**Brief**
Your output should be the entries below, from the first line up to and including the line with "use std::fmt;", reproduced exactly and with no other lines.

**Input**

* * *

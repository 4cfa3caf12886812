//! Video and audio sample formats
//!
//! Formats are shared by the capability model, requested configurations and
//! the frames handed to callbacks. Frame intervals are expressed in 100ns
//! units, the native time base of the capture framework.

use serde::{Deserialize, Serialize};
use std::fmt;

/// Number of 100ns units in one second
pub const INTERVAL_UNITS_PER_SECOND: i64 = 10_000_000;

/// Pixel or encoding format of a video stream
#[derive(Debug, Clone, Copy, PartialEq, Eq, Hash, Serialize, Deserialize)]
pub enum VideoFormat {
    /// Wildcard, only meaningful in a request
    Any,
    /// Format reported by the device but not understood
    Unknown,
    /// 32-bit ARGB
    ARGB,
    /// 32-bit RGB with unused alpha
    XRGB,
    /// Planar 4:2:0
    I420,
    /// Semi-planar 4:2:0
    NV12,
    /// Planar 4:2:0, V before U
    YV12,
    /// 8-bit greyscale
    Y800,
    /// Packed 4:2:2, YVYU order
    YVYU,
    /// Packed 4:2:2, YUYV order
    YUY2,
    /// Packed 4:2:2, UYVY order
    UYVY,
    /// Packed 4:2:2, UYVY with BT.709 colorimetry
    HDYC,
    /// Motion JPEG
    MJPEG,
    /// H.264 elementary stream
    H264,
}

impl VideoFormat {
    /// Whether the format carries compressed samples
    pub fn is_compressed(&self) -> bool {
        matches!(self, VideoFormat::MJPEG | VideoFormat::H264)
    }

    /// Whether a request for `self` is satisfied by hardware producing `actual`
    pub fn accepts(&self, actual: VideoFormat) -> bool {
        *self == VideoFormat::Any || *self == actual
    }

    /// Whether the framework can convert `self` into `target` with a
    /// conversion filter. Compressed output is never synthesized.
    pub fn converts_to(&self, target: VideoFormat) -> bool {
        if target == VideoFormat::Any || *self == target {
            return true;
        }
        *self != VideoFormat::Unknown && !target.is_compressed() && target != VideoFormat::Unknown
    }
}

impl fmt::Display for VideoFormat {
    fn fmt(&self, f: &mut fmt::Formatter<'_>) -> fmt::Result {
        write!(f, "{:?}", self)
    }
}

/// Encoding of an audio stream
#[derive(Debug, Clone, Copy, PartialEq, Eq, Hash, Serialize, Deserialize)]
pub enum AudioFormat {
    /// Wildcard, only meaningful in a request
    Any,
    /// Format reported by the device but not understood
    Unknown,
    /// 16-bit PCM
    Wave16bit,
    /// 32-bit float PCM
    WaveFloat,
    /// AAC
    AAC,
    /// Dolby AC-3
    AC3,
    /// MPEG audio
    MPGA,
}

impl AudioFormat {
    /// Whether the format carries compressed samples
    pub fn is_compressed(&self) -> bool {
        matches!(self, AudioFormat::AAC | AudioFormat::AC3 | AudioFormat::MPGA)
    }

    /// Whether a request for `self` is satisfied by hardware producing `actual`
    pub fn accepts(&self, actual: AudioFormat) -> bool {
        *self == AudioFormat::Any || *self == actual
    }
}

impl fmt::Display for AudioFormat {
    fn fmt(&self, f: &mut fmt::Formatter<'_>) -> fmt::Result {
        write!(f, "{:?}", self)
    }
}

/// Convert a frame rate into a frame interval in 100ns units
pub fn frame_interval_from_fps(fps: f64) -> i64 {
    if fps <= 0.0 {
        return 0;
    }
    (INTERVAL_UNITS_PER_SECOND as f64 / fps) as i64
}

/// Convert a frame interval in 100ns units into a frame rate
pub fn fps_from_frame_interval(interval: i64) -> f64 {
    if interval <= 0 {
        return 0.0;
    }
    INTERVAL_UNITS_PER_SECOND as f64 / interval as f64
}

* * *

**Final answer**
repository 4cfa3caf12886812
//! Video and audio sample formats
//!
//! Formats are shared by the capability model, requested configurations and
//! the frames handed to callbacks. Frame intervals are expressed in 100ns
//! units, the native time base of the capture framework.

use serde::{Deserialize, Serialize};
use std::fmt;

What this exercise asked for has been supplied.